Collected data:
■ ■ ■
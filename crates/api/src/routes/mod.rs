//! Route definitions. Each module exposes a `router()` merged by the
//! top-level builder in `crate::router`.

pub mod auth;
pub mod health;
pub mod progress;
pub mod project;
pub mod user;
use axum::routing::{get, put};
use axum::Router;

use crate::handlers::user;
use crate::state::AppState;

pub fn router() -> Router<AppState> {
    Router::new()
        .route("/users", get(user::list_users))
        .route(
            "/users/profile",
            get(user::get_profile).put(user::update_profile),
        )
        .route(
            "/users/{id}",
            put(user::update_user).delete(user::delete_user),
        )
}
■ ■ ■
#### WHAT THIS TASK INVOLVES
Reproduce all of the records, keeping every character unchanged.

#### ANSWER BOX
filename crates/api/src/routes/mod.rs
//! Route definitions. Each module exposes a `router()` merged by the
//! top-level builder in `crate::router`.

pub mod auth;
pub mod health;
pub mod progress;
pub mod project;
pub mod user;
use axum::routing::{get, put};
use axum::Router;

use crate::handlers::user;
use crate::state::AppState;

pub fn router() -> Router<AppState> {
    Router::new()
        .route("/users", get(user::list_users))
        .route(
            "/users/profile",
            get(user::get_profile).put(user::update_profile),
        )
        .route(
            "/users/{id}",
            put(user::update_user).delete(user::delete_user),
        )
}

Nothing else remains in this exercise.